Forum Replies Created

  • Nathan Veer

    February 12, 2010 at 9:52 pm in reply to: Long Compressing time in Compressor

    It definitely depends on your market. I’m dealing with a daily 28:30min show. While I would hate to think of YouTube being any kinds of standard for online video quality, again, most encoders will get by if you keep your bandwidths that high. Then I have to ask myself, what is compression? It’s the art of maximizing quality at the smallest acceptable file size.

    back to the original discussion, multpass makes all the difference in encoding by the very nature of what it is. Checking the video and it’s content before it actually encodes. How can a computer know what data to throw out unless it has seen the footage at least once. Matrox doesn’t do this neither does Elgato and that is why you wont see it used in serious web encoding applications.

  • Nathan Veer

    February 12, 2010 at 8:30 pm in reply to: Long Compressing time in Compressor

    As you said every source video is different and it depends what kind of bandwidth you’re talking about. I’m talking about encoding for Web. Anything looks decent at high bandwidth. Once you get down to 700 or 500 that is where you can tell the good compressors from the great ones. You can take it up with Matrox them selves. Ask for Jean Pierre.

  • Nathan Veer

    February 12, 2010 at 7:32 pm in reply to: Long Compressing time in Compressor

    Not even close. I actually did my testing with the Matrox Engineers in Canada. In the end I sent them My custom settings and some uncompressed footage and asked them to tear it to pieces and show me what I was doing wrong. After several weeks of trying to match COmpressor’s settings the engineers themselves responded by saying they can’t come close and that they are working on including multipass encoding. They were great to work with and very helpful but facts are facts. To obtain good quality while achieving small file sizes you have to have multi pass.

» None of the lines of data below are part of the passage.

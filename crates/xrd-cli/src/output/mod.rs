//! Terminal output for xrdmux
//!
//! Status lines are colored and prefixed with a symbol; reports are
//! rendered as tables.

use std::io::Write;
use std::time::Duration;

use crossterm::style::{Color, Print, ResetColor, SetForegroundColor};
use tabled::{
    settings::{Style, Width},
    Table, Tabled,
};

use crate::commands::{PingResult, ProbeReport};

fn print_tagged(out: &mut impl Write, color: Color, symbol: &str, msg: &str) {
    let _ = crossterm::execute!(
        out,
        SetForegroundColor(color),
        Print(symbol),
        Print(" "),
        ResetColor,
        Print(msg),
        Print("\n")
    );
}

/// Green check on stdout
pub fn print_success(msg: &str) {
    print_tagged(&mut std::io::stdout(), Color::Green, "✓", msg);
}

/// Red cross on stderr
pub fn print_error(msg: &str) {
    print_tagged(&mut std::io::stderr(), Color::Red, "✗", msg);
}

/// Yellow warning sign on stderr
pub fn print_warning(msg: &str) {
    print_tagged(&mut std::io::stderr(), Color::Yellow, "⚠", msg);
}

/// Cyan info sign on stdout
pub fn print_info(msg: &str) {
    print_tagged(&mut std::io::stdout(), Color::Cyan, "ℹ", msg);
}

/// Render what a probe learned about a server as a two-column table
pub fn format_probe(report: &ProbeReport) -> String {
    #[derive(Tabled)]
    struct Row {
        #[tabled(rename = "FIELD")]
        field: &'static str,
        #[tabled(rename = "VALUE")]
        value: String,
    }

    let signed = if report.signed.is_empty() {
        "none".to_string()
    } else {
        report.signed.join(", ")
    };
    let rows = vec![
        Row {
            field: "address",
            value: report.addr.clone(),
        },
        Row {
            field: "server type",
            value: report.server_type.clone(),
        },
        Row {
            field: "login id",
            value: report.login_id.clone(),
        },
        Row {
            field: "protocol",
            value: format!("{:#x}", report.protocol_version),
        },
        Row {
            field: "flags",
            value: format!("{:#010x}", report.flags),
        },
        Row {
            field: "security level",
            value: report.security_level.clone(),
        },
        Row {
            field: "signed requests",
            value: signed,
        },
    ];

    Table::new(rows)
        .with(Style::rounded())
        .with(Width::wrap(100))
        .to_string()
}

/// Render ping results, one row per ping
pub fn format_pings(results: &[PingResult]) -> String {
    if results.is_empty() {
        return "No pings sent".to_string();
    }

    #[derive(Tabled)]
    struct Row {
        #[tabled(rename = "#")]
        seq: usize,
        #[tabled(rename = "RESULT")]
        result: String,
        #[tabled(rename = "TIME")]
        time: String,
    }

    let rows: Vec<Row> = results
        .iter()
        .enumerate()
        .map(|(i, r)| Row {
            seq: i + 1,
            result: r.outcome.clone(),
            time: format_duration(r.elapsed),
        })
        .collect();

    Table::new(rows).with(Style::rounded()).to_string()
}

/// Milliseconds with two decimals
pub fn format_duration(d: Duration) -> String {
    format!("{:.2} ms", d.as_secs_f64() * 1000.0)
}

    Single pass encoding is like asking your encoder to fly blind. It has no idea what’s coming up. With multipass it at least knows where the scene changes are and fast motion so it can allocate more data to those areas.

  • Nathan Veer

    February 12, 2010 at 6:18 pm in reply to: Long Compressing time in Compressor

    I have yet to find an affordable hardware encoder that does multipass encoding. Both Elgato and Matrox’s solutions only do single pass. Form my testing these devices the multipass option makes all the difference in quality. Compressor is slow, especially on a G5 (even if it’s dual) but it looks great. However, when I’m in a pinch and I don’t have the time I can achieve 90% of the quality with mpegstreamclip. Search it on google. It’s a wonderful, free encoder. I love it.1

  • Nathan Veer

    October 26, 2009 at 7:17 pm in reply to: Compressor & Quicktime Error-50

    Elias: The folder on XSANSATA/DVDAuthoring/1nd844-test
    My findings are exactly the same. I get this error every time I chain a job and submit it to a cluster. Virtual cluster and real, multi computer cluster. Yes I could turn qmaster off etc etc…but that defeats the point. Shouldn’t I be able to chain these jobs and take advantage of the speed boost I get when using a cluster?

    Has anyone tried this in the new FCS?